[What the task requires] I'd like every record given again exactly, please.

Supplied data START

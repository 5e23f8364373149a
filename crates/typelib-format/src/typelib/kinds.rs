//! Blob kinds and type tags.

/// Kind of a directory entry's blob.
#[derive(Clone, Copy, PartialEq, Eq, Hash, Debug)]
#[repr(u16)]
pub enum BlobType {
    /// Unknown kind. Used by external entries, whose kind is only known
    /// to the namespace that defines them.
    Invalid = 0,
    Function = 1,
    Callback = 2,
    Struct = 3,
    Boxed = 4,
    Enum = 5,
    Flags = 6,
    Object = 7,
    Interface = 8,
    Constant = 9,
    ErrorDomain = 10,
    Union = 11,
}

impl BlobType {
    pub fn from_u16(v: u16) -> Option<Self> {
        match v {
            0 => Some(Self::Invalid),
            1 => Some(Self::Function),
            2 => Some(Self::Callback),
            3 => Some(Self::Struct),
            4 => Some(Self::Boxed),
            5 => Some(Self::Enum),
            6 => Some(Self::Flags),
            7 => Some(Self::Object),
            8 => Some(Self::Interface),
            9 => Some(Self::Constant),
            10 => Some(Self::ErrorDomain),
            11 => Some(Self::Union),
            _ => None,
        }
    }

    pub fn name(self) -> &'static str {
        match self {
            Self::Invalid => "invalid",
            Self::Function => "function",
            Self::Callback => "callback",
            Self::Struct => "struct",
            Self::Boxed => "boxed",
            Self::Enum => "enum",
            Self::Flags => "flags",
            Self::Object => "object",
            Self::Interface => "interface",
            Self::Constant => "constant",
            Self::ErrorDomain => "error-domain",
            Self::Union => "union",
        }
    }
}

/// Type tag stored in inline type references and complex type blobs.
#[derive(Clone, Copy, PartialEq, Eq, Hash, Debug)]
#[repr(u8)]
pub enum TypeTag {
    Void = 0,
    Boolean = 1,
    Int8 = 2,
    Uint8 = 3,
    Int16 = 4,
    Uint16 = 5,
    Int32 = 6,
    Uint32 = 7,
    Int64 = 8,
    Uint64 = 9,
    Int = 10,
    Uint = 11,
    Long = 12,
    Ulong = 13,
    Ssize = 14,
    Size = 15,
    Float = 16,
    Double = 17,
    Utf8 = 18,
    Filename = 19,
    Array = 20,
    Interface = 21,
    List = 22,
    SList = 23,
    Hash = 24,
    Error = 25,
}

impl TypeTag {
    pub fn from_u8(v: u8) -> Option<Self> {
        Some(match v {
            0 => Self::Void,
            1 => Self::Boolean,
            2 => Self::Int8,
            3 => Self::Uint8,
            4 => Self::Int16,
            5 => Self::Uint16,
            6 => Self::Int32,
            7 => Self::Uint32,
            8 => Self::Int64,
            9 => Self::Uint64,
            10 => Self::Int,
            11 => Self::Uint,
            12 => Self::Long,
            13 => Self::Ulong,
            14 => Self::Ssize,
            15 => Self::Size,
            16 => Self::Float,
            17 => Self::Double,
            18 => Self::Utf8,
            19 => Self::Filename,
            20 => Self::Array,
            21 => Self::Interface,
            22 => Self::List,
            23 => Self::SList,
            24 => Self::Hash,
            25 => Self::Error,
            _ => return None,
        })
    }

    /// Scalars and strings: fully described by the inline reference.
    pub fn is_basic(self) -> bool {
        (self as u8) <= Self::Filename as u8
    }

    /// Array, list, hash and error: described by a separate type blob.
    pub fn is_complex(self) -> bool {
        matches!(
            self,
            Self::Array | Self::List | Self::SList | Self::Hash | Self::Error
        )
    }

    /// Byte width of a constant value of this type, `None` for strings and
    /// non-basic tags.
    pub fn value_size(self) -> Option<usize> {
        match self {
            Self::Void => Some(0),
            Self::Int8 | Self::Uint8 => Some(1),
            Self::Int16 | Self::Uint16 => Some(2),
            Self::Boolean
            | Self::Int32
            | Self::Uint32
            | Self::Int
            | Self::Uint
            | Self::Float => Some(4),
            Self::Int64
            | Self::Uint64
            | Self::Long
            | Self::Ulong
            | Self::Ssize
            | Self::Size
            | Self::Double => Some(8),
            _ => None,
        }
    }

    pub fn name(self) -> &'static str {
        match self {
            Self::Void => "void",
            Self::Boolean => "boolean",
            Self::Int8 => "int8",
            Self::Uint8 => "uint8",
            Self::Int16 => "int16",
            Self::Uint16 => "uint16",
            Self::Int32 => "int32",
            Self::Uint32 => "uint32",
            Self::Int64 => "int64",
            Self::Uint64 => "uint64",
            Self::Int => "int",
            Self::Uint => "uint",
            Self::Long => "long",
            Self::Ulong => "ulong",
            Self::Ssize => "ssize",
            Self::Size => "size",
            Self::Float => "float",
            Self::Double => "double",
            Self::Utf8 => "utf8",
            Self::Filename => "filename",
            Self::Array => "array",
            Self::Interface => "interface",
            Self::List => "list",
            Self::SList => "slist",
            Self::Hash => "hash",
            Self::Error => "error",
        }
    }
}
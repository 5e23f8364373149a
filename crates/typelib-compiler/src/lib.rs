//! Typelib compiler: node forest in, binary typelib out.
//!
//! This crate provides the back half of the interface-description pipeline:
//! - `emit` - string pool, symbol directory, deferred bodies and assembly
//! - `artifact` - the compiled bytes and their load/unload hooks
//! - `c_source` - C rendering with constructor/destructor registration

#![cfg_attr(coverage_nightly, feature(coverage_attribute))]

pub mod artifact;
pub mod c_source;
pub mod emit;

#[cfg(test)]
mod c_source_tests;
#[cfg(test)]
pub mod test_utils;

pub use artifact::{Artifact, Registration, Registry};
pub use emit::{CompileError, CompileOptions, ExternalRefs, compile, compile_namespace};

/// Result type for compile operations.
pub type Result<T> = std::result::Result<T, CompileError>;
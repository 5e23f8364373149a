mod cli;
mod commands;

use cli::{CompileParams, DumpParams, build_cli, log_level};
use tracing_subscriber::EnvFilter;

fn main() {
    let matches = build_cli().get_matches();
    init_tracing(matches.get_count("verbose"));

    match matches.subcommand() {
        Some(("compile", m)) => {
            let params = CompileParams::from_matches(m);
            commands::compile::run(params.into());
        }
        Some(("dump", m)) => {
            let params = DumpParams::from_matches(m);
            commands::dump::run(params.into());
        }
        _ => unreachable!("clap should have caught this"),
    }
}

/// Logs go to stderr so compiled output can be piped. `RUST_LOG` wins over `-v`.
fn init_tracing(verbose: u8) {
    let filter = EnvFilter::try_from_default_env()
        .unwrap_or_else(|_| EnvFilter::new(log_level(verbose)));
    tracing_subscriber::fmt()
        .with_env_filter(filter)
        .with_writer(std::io::stderr)
        .with_target(false)
        .init();
}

Supplied data END

[Response box]
repository 5e23f8364373149a
filename crates/typelib-format/src/typelib/kinds.rs
//! Blob kinds and type tags.

/// Kind of a directory entry's blob.
#[derive(Clone, Copy, PartialEq, Eq, Hash, Debug)]
#[repr(u16)]
pub enum BlobType {
    /// Unknown kind. Used by external entries, whose kind is only known
    /// to the namespace that defines them.
    Invalid = 0,
    Function = 1,
    Callback = 2,
    Struct = 3,
    Boxed = 4,
    Enum = 5,
    Flags = 6,
    Object = 7,
    Interface = 8,
    Constant = 9,
    ErrorDomain = 10,
    Union = 11,
}

impl BlobType {
    pub fn from_u16(v: u16) -> Option<Self> {
        match v {
            0 => Some(Self::Invalid),
            1 => Some(Self::Function),
            2 => Some(Self::Callback),
            3 => Some(Self::Struct),
            4 => Some(Self::Boxed),
            5 => Some(Self::Enum),
            6 => Some(Self::Flags),
            7 => Some(Self::Object),
            8 => Some(Self::Interface),
            9 => Some(Self::Constant),
            10 => Some(Self::ErrorDomain),
            11 => Some(Self::Union),
            _ => None,
        }
    }

    pub fn name(self) -> &'static str {
        match self {
            Self::Invalid => "invalid",
            Self::Function => "function",
            Self::Callback => "callback",
            Self::Struct => "struct",
            Self::Boxed => "boxed",
            Self::Enum => "enum",
            Self::Flags => "flags",
            Self::Object => "object",
            Self::Interface => "interface",
            Self::Constant => "constant",
            Self::ErrorDomain => "error-domain",
            Self::Union => "union",
        }
    }
}

/// Type tag stored in inline type references and complex type blobs.
#[derive(Clone, Copy, PartialEq, Eq, Hash, Debug)]
#[repr(u8)]
pub enum TypeTag {
    Void = 0,
    Boolean = 1,
    Int8 = 2,
    Uint8 = 3,
    Int16 = 4,
    Uint16 = 5,
    Int32 = 6,
    Uint32 = 7,
    Int64 = 8,
    Uint64 = 9,
    Int = 10,
    Uint = 11,
    Long = 12,
    Ulong = 13,
    Ssize = 14,
    Size = 15,
    Float = 16,
    Double = 17,
    Utf8 = 18,
    Filename = 19,
    Array = 20,
    Interface = 21,
    List = 22,
    SList = 23,
    Hash = 24,
    Error = 25,
}

impl TypeTag {
    pub fn from_u8(v: u8) -> Option<Self> {
        Some(match v {
            0 => Self::Void,
            1 => Self::Boolean,
            2 => Self::Int8,
            3 => Self::Uint8,
            4 => Self::Int16,
            5 => Self::Uint16,
            6 => Self::Int32,
            7 => Self::Uint32,
            8 => Self::Int64,
            9 => Self::Uint64,
            10 => Self::Int,
            11 => Self::Uint,
            12 => Self::Long,
            13 => Self::Ulong,
            14 => Self::Ssize,
            15 => Self::Size,
            16 => Self::Float,
            17 => Self::Double,
            18 => Self::Utf8,
            19 => Self::Filename,
            20 => Self::Array,
            21 => Self::Interface,
            22 => Self::List,
            23 => Self::SList,
            24 => Self::Hash,
            25 => Self::Error,
            _ => return None,
        })
    }

    /// Scalars and strings: fully described by the inline reference.
    pub fn is_basic(self) -> bool {
        (self as u8) <= Self::Filename as u8
    }

    /// Array, list, hash and error: described by a separate type blob.
    pub fn is_complex(self) -> bool {
        matches!(
            self,
            Self::Array | Self::List | Self::SList | Self::Hash | Self::Error
        )
    }

    /// Byte width of a constant value of this type, `None` for strings and
    /// non-basic tags.
    pub fn value_size(self) -> Option<usize> {
        match self {
            Self::Void => Some(0),
            Self::Int8 | Self::Uint8 => Some(1),
            Self::Int16 | Self::Uint16 => Some(2),
            Self::Boolean
            | Self::Int32
            | Self::Uint32
            | Self::Int
            | Self::Uint
            | Self::Float => Some(4),
            Self::Int64
            | Self::Uint64
            | Self::Long
            | Self::Ulong
            | Self::Ssize
            | Self::Size
            | Self::Double => Some(8),
            _ => None,
        }
    }

    pub fn name(self) -> &'static str {
        match self {
            Self::Void => "void",
            Self::Boolean => "boolean",
            Self::Int8 => "int8",
            Self::Uint8 => "uint8",
            Self::Int16 => "int16",
            Self::Uint16 => "uint16",
            Self::Int32 => "int32",
            Self::Uint32 => "uint32",
            Self::Int64 => "int64",
            Self::Uint64 => "uint64",
            Self::Int => "int",
            Self::Uint => "uint",
            Self::Long => "long",
            Self::Ulong => "ulong",
            Self::Ssize => "ssize",
            Self::Size => "size",
            Self::Float => "float",
            Self::Double => "double",
            Self::Utf8 => "utf8",
            Self::Filename => "filename",
            Self::Array => "array",
            Self::Interface => "interface",
            Self::List => "list",
            Self::SList => "slist",
            Self::Hash => "hash",
            Self::Error => "error",
        }
    }
}
repository 5e23f8364373149a
filename crates/typelib-compiler/src/lib.rs
//! Typelib compiler: node forest in, binary typelib out.
//!
//! This crate provides the back half of the interface-description pipeline:
//! - `emit` - string pool, symbol directory, deferred bodies and assembly
//! - `artifact` - the compiled bytes and their load/unload hooks
//! - `c_source` - C rendering with constructor/destructor registration

#![cfg_attr(coverage_nightly, feature(coverage_attribute))]

pub mod artifact;
pub mod c_source;
pub mod emit;

#[cfg(test)]
mod c_source_tests;
#[cfg(test)]
pub mod test_utils;

pub use artifact::{Artifact, Registration, Registry};
pub use emit::{CompileError, CompileOptions, ExternalRefs, compile, compile_namespace};

/// Result type for compile operations.
pub type Result<T> = std::result::Result<T, CompileError>;
repository 5e23f8364373149a
mod cli;
mod commands;

use cli::{CompileParams, DumpParams, build_cli, log_level};
use tracing_subscriber::EnvFilter;

fn main() {
    let matches = build_cli().get_matches();
    init_tracing(matches.get_count("verbose"));

    match matches.subcommand() {
        Some(("compile", m)) => {
            let params = CompileParams::from_matches(m);
            commands::compile::run(params.into());
        }
        Some(("dump", m)) => {
            let params = DumpParams::from_matches(m);
            commands::dump::run(params.into());
        }
        _ => unreachable!("clap should have caught this"),
    }
}

/// Logs go to stderr so compiled output can be piped. `RUST_LOG` wins over `-v`.
fn init_tracing(verbose: u8) {
    let filter = EnvFilter::try_from_default_env()
        .unwrap_or_else(|_| EnvFilter::new(log_level(verbose)));
    tracing_subscriber::fmt()
        .with_env_filter(filter)
        .with_writer(std::io::stderr)
        .with_target(false)
        .init();
}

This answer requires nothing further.